When building from source, clone this repository:
git clone https://github.com/texttechnologylab/UCE.git
In the root folder, create a .env
file that holds the variables for the docker-compose.yaml
file. Example .env
:
UCE_CONFIG_PATH=./../uceConfig.json
JVM_ARGS=-Xmx8g
TDB2_DATA=./../tdb2-database
TDB2_ENDPOINT=tdb2-database-name
IMPORTER_THREADS=1
Start the relevant docker containers:
docker-compose up --build uce-postgresql-db uce-web
Optional containers, if applicable to your use-case: [uce-fuseki-sparql], [uce-rag-service]
Warning
If the webportal container can't connect to the database, you can check the connectionstrings within the common.conf
file. For the docker setup, the content of this file should match the common-release.conf
.
The web instance, by deafult, is reachable under: http://localhost:8008. If you're looking for a small demo without creating it yourself, please check our open demo.
Now that the webportal and database are both running, we will start the uce-importer docker container from within the compose to import data.

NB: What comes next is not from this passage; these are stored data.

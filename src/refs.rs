//! Reference file loading.
//!
//! Glossary and bibliography files are only consulted for membership: an
//! item is known when its text occurs anywhere in the file.

use std::fs;
use std::path::{Path, PathBuf};
use thiserror::Error;

/// Errors that can occur when loading a reference file.
#[derive(Error, Debug)]
pub enum RefsError {
    #[error("failed to read '{}': {source}", .path.display())]
    IoError {
        path: PathBuf,
        #[source]
        source: std::io::Error,
    },
}

/// Full text of a glossary or bibliography file.
#[derive(Debug, Clone, PartialEq)]
pub struct ReferenceText {
    content: String,
}

impl ReferenceText {
    pub fn new(content: impl Into<String>) -> Self {
        Self {
            content: content.into(),
        }
    }

    /// True when `item` occurs verbatim in the reference text.
    pub fn contains(&self, item: &str) -> bool {
        self.content.contains(item)
    }

    /// Returns the items not found in the reference text, in input order.
    pub fn missing(&self, items: &[String]) -> Vec<String> {
        items
            .iter()
            .filter(|item| !self.contains(item))
            .cloned()
            .collect()
    }
}

/// Loads a reference file as UTF-8 text.
///
/// # Errors
///
/// Returns an error if the file cannot be read.
pub fn load_reference_text(path: &Path) -> Result<ReferenceText, RefsError> {
    let content = fs::read_to_string(path).map_err(|source| RefsError::IoError {
        path: path.to_path_buf(),
        source,
    })?;
    Ok(ReferenceText::new(content))
}
//! Text templates for generated SCn-TeX fragments.
//!
//! A [`Template`] holds the macros used when rendering flat citation entries,
//! reference lines and bibliography blocks.

/// Macros used to render aggregator output.
#[derive(Debug, Clone, PartialEq, Eq)]
pub struct Template {
    /// Macro wrapping each entry of a list.
    pub item_macro: &'static str,
    /// Macro citing a key by its short label.
    pub cite_macro: &'static str,
    /// Prefix put in front of `\ref{...}` when the label anchors a chapter.
    pub chapter_qualifier: &'static str,
    /// Macro heading each bibliography block.
    pub header_macro: &'static str,
    /// Macro printing the full bibliographic description of a key.
    pub full_cite_macro: &'static str,
    /// Relation of the list that holds a block's reference lines.
    pub reference_relation: &'static str,
}

/// Single source of truth for builtin templates: (name, template).
const BUILTIN_TEMPLATES: &[(&str, Template)] = &[("scn", SCN_TEMPLATE)];

/// Default template matching the OSTIS SCn-TeX macro set.
pub const SCN_TEMPLATE: Template = Template {
    item_macro: "scnitem",
    cite_macro: "scncite",
    chapter_qualifier: "Глава~",
    header_macro: "scnheader",
    full_cite_macro: "scnfullcite",
    reference_relation: "цитируется в",
};

impl Default for Template {
    fn default() -> Self {
        SCN_TEMPLATE
    }
}

impl Template {
    /// Renders the flat-list entry for a citation key.
    pub fn flat_entry(&self, key: &str) -> String {
        format!("\\{}{{\\{}{{{}}}}}", self.item_macro, self.cite_macro, key)
    }

    /// Renders one reference line pointing at `label`.
    ///
    /// An empty label renders as `\ref{}`.
    pub fn reference_line(&self, label: &str, chapter: bool) -> String {
        let qualifier = if chapter { self.chapter_qualifier } else { "" };
        format!("\\{}{{{}\\ref{{{}}}}}", self.item_macro, qualifier, label)
    }

    /// Renders the bibliography block of one key, including the trailing
    /// blank line that separates consecutive blocks.
    pub fn block(&self, key: &str, references: &[String]) -> String {
        format!(
            "\\{header}{{\\{cite}{{{key}}}}}\n\\{full}{{{key}}}\n\\begin{{scnrelfromlist}}{{{relation}}}\n{refs}\n\\end{{scnrelfromlist}}\n\n",
            header = self.header_macro,
            cite = self.cite_macro,
            full = self.full_cite_macro,
            relation = self.reference_relation,
            key = key,
            refs = references.join("\n"),
        )
    }
}

/// Returns a builtin template by name.
pub fn builtin_template(name: &str) -> Option<&'static Template> {
    BUILTIN_TEMPLATES
        .iter()
        .find(|(n, _)| *n == name)
        .map(|(_, template)| template)
}

/// Returns the list of available builtin template names.
pub fn builtin_template_names() -> Vec<&'static str> {
    BUILTIN_TEMPLATES.iter().map(|(n, _)| *n).collect()
}
//! Diagnostic logging for the command-line tools.

use tracing_subscriber::{layer::SubscriberExt, util::SubscriberInitExt, EnvFilter};

/// Installs a stderr fmt subscriber filtered by `RUST_LOG` (default `warn`).
///
/// stdout stays reserved for the tools' own reports.
pub fn init() {
    let filter = EnvFilter::try_from_default_env().unwrap_or_else(|_| EnvFilter::new("warn"));
    tracing_subscriber::registry()
        .with(filter)
        .with(
            tracing_subscriber::fmt::layer()
                .with_writer(std::io::stderr)
                .with_target(false),
        )
        .init();
}
//! Generation-and-repair loop
//!
//! DRAFT → VALIDATE → ACCEPT | (FEEDBACK → DRAFT) | EXHAUSTED
//!
//! Content failures (malformed output, broken invariants) are retried with the
//! full violation list appended to the prompt. Transport faults end the run.
//! Nothing is written to the store until a candidate is accepted.

pub mod prompt;

use crate::audit::document_fingerprint;
use crate::backend::{self, GenerationRequest, GenerativeBackend};
use crate::config::{AppConfig, GeneratorConfig};
use crate::error::CrosswalkError;
use crate::models::{
    AttemptOutcome, AttemptRecord, CrosswalkDocument, GenerationReport, GenerationStatus,
};
use crate::state::{self, JobStore, CROSSWALK_FILE};
use crate::validation::{validate_candidate, ValidationFailure};
use crate::verification::{create_default_plausibility_checker, PlausibilityChecker};
use crate::Result;
use prompt::{append_feedback, build_prompt, SYSTEM_PROMPT};
use std::sync::Arc;
use std::time::Instant;
use tracing::{debug, error, info, warn};
use uuid::Uuid;

/// Drives one job from user facts to an accepted, persisted document.
pub struct CrosswalkGenerator {
    backend: Arc<dyn GenerativeBackend>,
    store: Arc<dyn JobStore>,
    checker: PlausibilityChecker,
    config: GeneratorConfig,
}

impl CrosswalkGenerator {
    pub fn new(backend: Arc<dyn GenerativeBackend>, store: Arc<dyn JobStore>) -> Self {
        Self {
            backend,
            store,
            checker: create_default_plausibility_checker(),
            config: GeneratorConfig::default(),
        }
    }

    pub fn with_config(mut self, config: GeneratorConfig) -> Self {
        self.config = config;
        self
    }

    pub fn with_checker(mut self, checker: PlausibilityChecker) -> Self {
        self.checker = checker;
        self
    }

    pub fn from_config(config: &AppConfig, store: Arc<dyn JobStore>) -> Result<Self> {
        Ok(Self::new(backend::from_config(config)?, store).with_config(config.generator))
    }

    pub fn store(&self) -> &Arc<dyn JobStore> {
        &self.store
    }

    pub fn backend_name(&self) -> &'static str {
        self.backend.name()
    }

    /// Run the loop for an existing job. A job with an accepted crosswalk is
    /// rejected before the backend is called.
    pub async fn run(&self, job_id: Uuid) -> Result<GenerationReport> {
        let record = state::read_input(self.store.as_ref(), job_id).await?;
        let input = record.input;
        self.ensure_not_accepted(job_id).await?;

        let mut prompt = build_prompt(&input, job_id, self.backend.tools_enabled());
        let mut attempt_log = Vec::new();
        let mut last_failure: Option<ValidationFailure> = None;

        info!(
            job_id = %job_id,
            backend = self.backend.name(),
            max_attempts = self.config.max_attempts,
            "Generating crosswalk"
        );

        for attempt in 1..=self.config.max_attempts {
            let started = Instant::now();
            let request = GenerationRequest {
                job_id,
                input: &input,
                system: SYSTEM_PROMPT,
                prompt: &prompt,
                attempt,
            };

            let candidate = self.backend.generate(&request).await.map_err(|e| {
                error!(job_id = %job_id, attempt, error = %e, "Backend call failed");
                e
            })?;

            let outcome = validate_candidate(&candidate, job_id);
            let elapsed_ms = started.elapsed().as_millis() as u64;

            match outcome {
                Ok(document) => {
                    attempt_log.push(AttemptRecord {
                        attempt,
                        outcome: AttemptOutcome::Accepted,
                        violation_count: 0,
                        elapsed_ms,
                    });
                    return self.accept(document, attempt, attempt_log).await;
                }
                Err(failure) => {
                    warn!(
                        job_id = %job_id,
                        attempt,
                        violations = failure.violation_count(),
                        "Candidate rejected: {}",
                        failure
                    );
                    attempt_log.push(AttemptRecord {
                        attempt,
                        outcome: failure.outcome(),
                        violation_count: failure.violation_count(),
                        elapsed_ms,
                    });
                    append_feedback(&mut prompt, attempt, &failure.feedback());
                    last_failure = Some(failure);
                }
            }
        }

        let last_failure = last_failure
            .unwrap_or_else(|| ValidationFailure::malformed("no attempts were allowed"));
        error!(
            job_id = %job_id,
            attempts = self.config.max_attempts,
            violations = last_failure.violation_count(),
            "Retry budget exhausted"
        );

        Err(CrosswalkError::RetryBudgetExhausted {
            attempts: self.config.max_attempts,
            last_failure,
        })
    }

    async fn ensure_not_accepted(&self, job_id: Uuid) -> Result<()> {
        if state::exists(self.store.as_ref(), job_id, CROSSWALK_FILE).await? {
            warn!(job_id = %job_id, "Crosswalk already accepted");
            return Err(CrosswalkError::AlreadyAccepted { job_id });
        }
        Ok(())
    }

    async fn accept(
        &self,
        document: CrosswalkDocument,
        attempts: u32,
        attempt_log: Vec<AttemptRecord>,
    ) -> Result<GenerationReport> {
        let job_id = document.job_id;
        // A concurrent run may have finished while this one was drafting.
        self.ensure_not_accepted(job_id).await?;
        let location =
            state::write_json(self.store.as_ref(), job_id, CROSSWALK_FILE, &document).await?;
        let fingerprint = document_fingerprint(&document)?;
        let warnings = self.checker.check(&document);

        debug!(job_id = %job_id, fingerprint = %fingerprint, "Crosswalk persisted");
        info!(
            job_id = %job_id,
            attempts,
            warnings = warnings.len(),
            location = %location,
            "Crosswalk accepted"
        );

        Ok(GenerationReport {
            job_id,
            status: GenerationStatus::Accepted,
            location,
            attempts,
            fingerprint,
            warnings,
            attempt_log,
        })
    }
}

To do so, first:
- Create a folder
choose_any_name
that you can mount into the docker container. - Create a subfolder
input
. Copy all of your annotated UIMA XMI files that you want to import in there. - Copy a default
uce.common/src/main/resources/corpusConfig.json
file from the source code and put it into thechoose_any_name
folder. - Inside the
docker-compose.yaml
, find theuce-importer
service and mount thepath/to/choose_any_name
to:/app/input/corpora/choose_any_name
(example can be found within the compose file) - Finally, start the importer and import your corpus:
docker-compose up --build uce-importer
Important
More information about corpusConfig.json
, uceConfig.json
, annotations, enabling the RAGbot and other customizations can be found on the documentation page.
For setting up UCE in an development environment, refer to our documentation. When trying to contribute to UCE, also read through our Developer Code.
UCE is customizable in terms of annotations imported, corporate identity used, and background information added. It allows the creation of a specific UCE instance for your project, regardless of the domain. It does so by utilizing UIMA-annotated corpora, with the primary tool for creating those being the Docker Unified UIMA Interface (DUUI). Hence, you would gather your corpus, use DUUI to annotate whatever you want to annotate, and finally import those annotations into UCE to host them.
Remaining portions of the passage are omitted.